Squash flowers on your pizza

The Good Life
with Eli F.J. Tajanlangit

It is an Italian restaurant alright, but Cibo, in Metopolitan Manila, showcases some of our most common ingredients, it gives us reason to be proud of what we have, aside from a cosmopolitan culinary outlook.

There is pizza, oblong-shaped, topped with anchovy and squash flowers, a melange of tsstes and textures that not only bring together East and West but most importantly, something that adorns our backyard gardens – the flower of good old kalabasa.  I know most of the squash flowers are made to kiss each other to help in the production of the fruit, which is the main produce that we use, and I don’t intend to disrupt the process.  You can harvest the flowers that cannot be used in the process of coaxing it to produce the fruits. My point here, as often as I have been pointing out, is the fact that many of what we think are ordinary matters in our backyards and gardens can in fact  be used prominently in many dishes served around the world. I know squash flowers can also be served as tempura, dipped in butter and deep-fried. I also heard some folks in our barrios use them in sautéed mongo, to add texture to the dish.  The added feature of using squash flowers is the fact that they also look good; locally, it should also make for good conversation starters, or ice-breaker.   Squash flowers are indeed, a culinary star, for its taste and texture as well as for its appearance. It is one of the materials that chef Margarita Fores, whose roots go all the way to Ma-ao in Bago city, has brilliantly used in this restaurant that is the most successful Italian food restos of the country now; successful, especially in terms of attracting a wide section of the Filipino foodie market and making them love Italian.
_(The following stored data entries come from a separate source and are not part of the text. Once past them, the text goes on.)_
//! Delivery of host events.

use crate::reconcile_info::HostEvent;
use crds::BareMetalHost;
use kube::runtime::events::{Event, EventType, Recorder, Reporter};
use kube::{Client, Resource};
use tracing::{info, warn};

/// Destination for the events a reconcile pass records on a host.
///
/// Publishing never fails the pass; sinks log and drop what they cannot
/// deliver.
#[async_trait::async_trait]
pub trait EventSink: Send + Sync {
    async fn publish(&self, host: &BareMetalHost, events: &[HostEvent]);
}

/// Publishes events through the Kubernetes events API.
pub struct KubeEventSink {
    recorder: Recorder,
}

impl KubeEventSink {
    pub fn new(client: Client, controller: &str) -> Self {
        let reporter = Reporter {
            controller: controller.to_string(),
            instance: std::env::var("POD_NAME").ok(),
        };
        Self {
            recorder: Recorder::new(client, reporter),
        }
    }
}

#[async_trait::async_trait]
impl EventSink for KubeEventSink {
    async fn publish(&self, host: &BareMetalHost, events: &[HostEvent]) {
        let reference = host.object_ref(&());
        for event in events {
            info!("publishing event {}: {}", event.reason, event.message);
            let event = Event {
                type_: if event.warning { EventType::Warning } else { EventType::Normal },
                reason: event.reason.clone(),
                note: Some(event.message.clone()),
                action: event.reason.clone(),
                secondary: None,
            };
            if let Err(e) = self.recorder.publish(&event, &reference).await {
                warn!("failed to record event {}, ignoring: {}", event.reason, e);
            }
        }
    }
}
Aside from the flowers, Cibo also serves squash as soup – pureed fruit mixed with pancetta, the Italian bacon, and topped with a dollop of cream. Here is creaminess in several levels – the down-to-earth cream of  smoothened squash and the dairy taste of the softened cream, made more interesting   the slight saltiness and aged goodness of the pancetta.

Like the squash soup, the tomato soup tastes of home – fresh red tomatoes cooked with several herbs. You take this with images of the street side stalls in Dolid, selling freshly-harvested tomatoes of the Bisaya breed which has a tangy, even citrusy edge to them.

There is also black linguine, using squid ink – thick, textured, and tasty.  Fores’ take on the quid ink is making it hot, literally, with a hint of chili in the sauce. The result is an Italian dish redolent of the seas, but tempered by the slight hotness courtesy of the chilis. You can add more chili flakes for stronger punch.

Another ingredient that Fores has globalized in Cibo is the herring, tabagak in our  dialect, that she has bottled as pepperoncini sardines, slightly hot, slightly salty and slightly smoked. These sardines,  by the way, dress Cibo’s spaghetti romana.

Of course as far as using local ingredients is concerned, Fores’ showcase should be her Café Bola restaurant, which serves Filipino comfort food like dried fish and fried rice  and homely shakes like camias, chico and langka.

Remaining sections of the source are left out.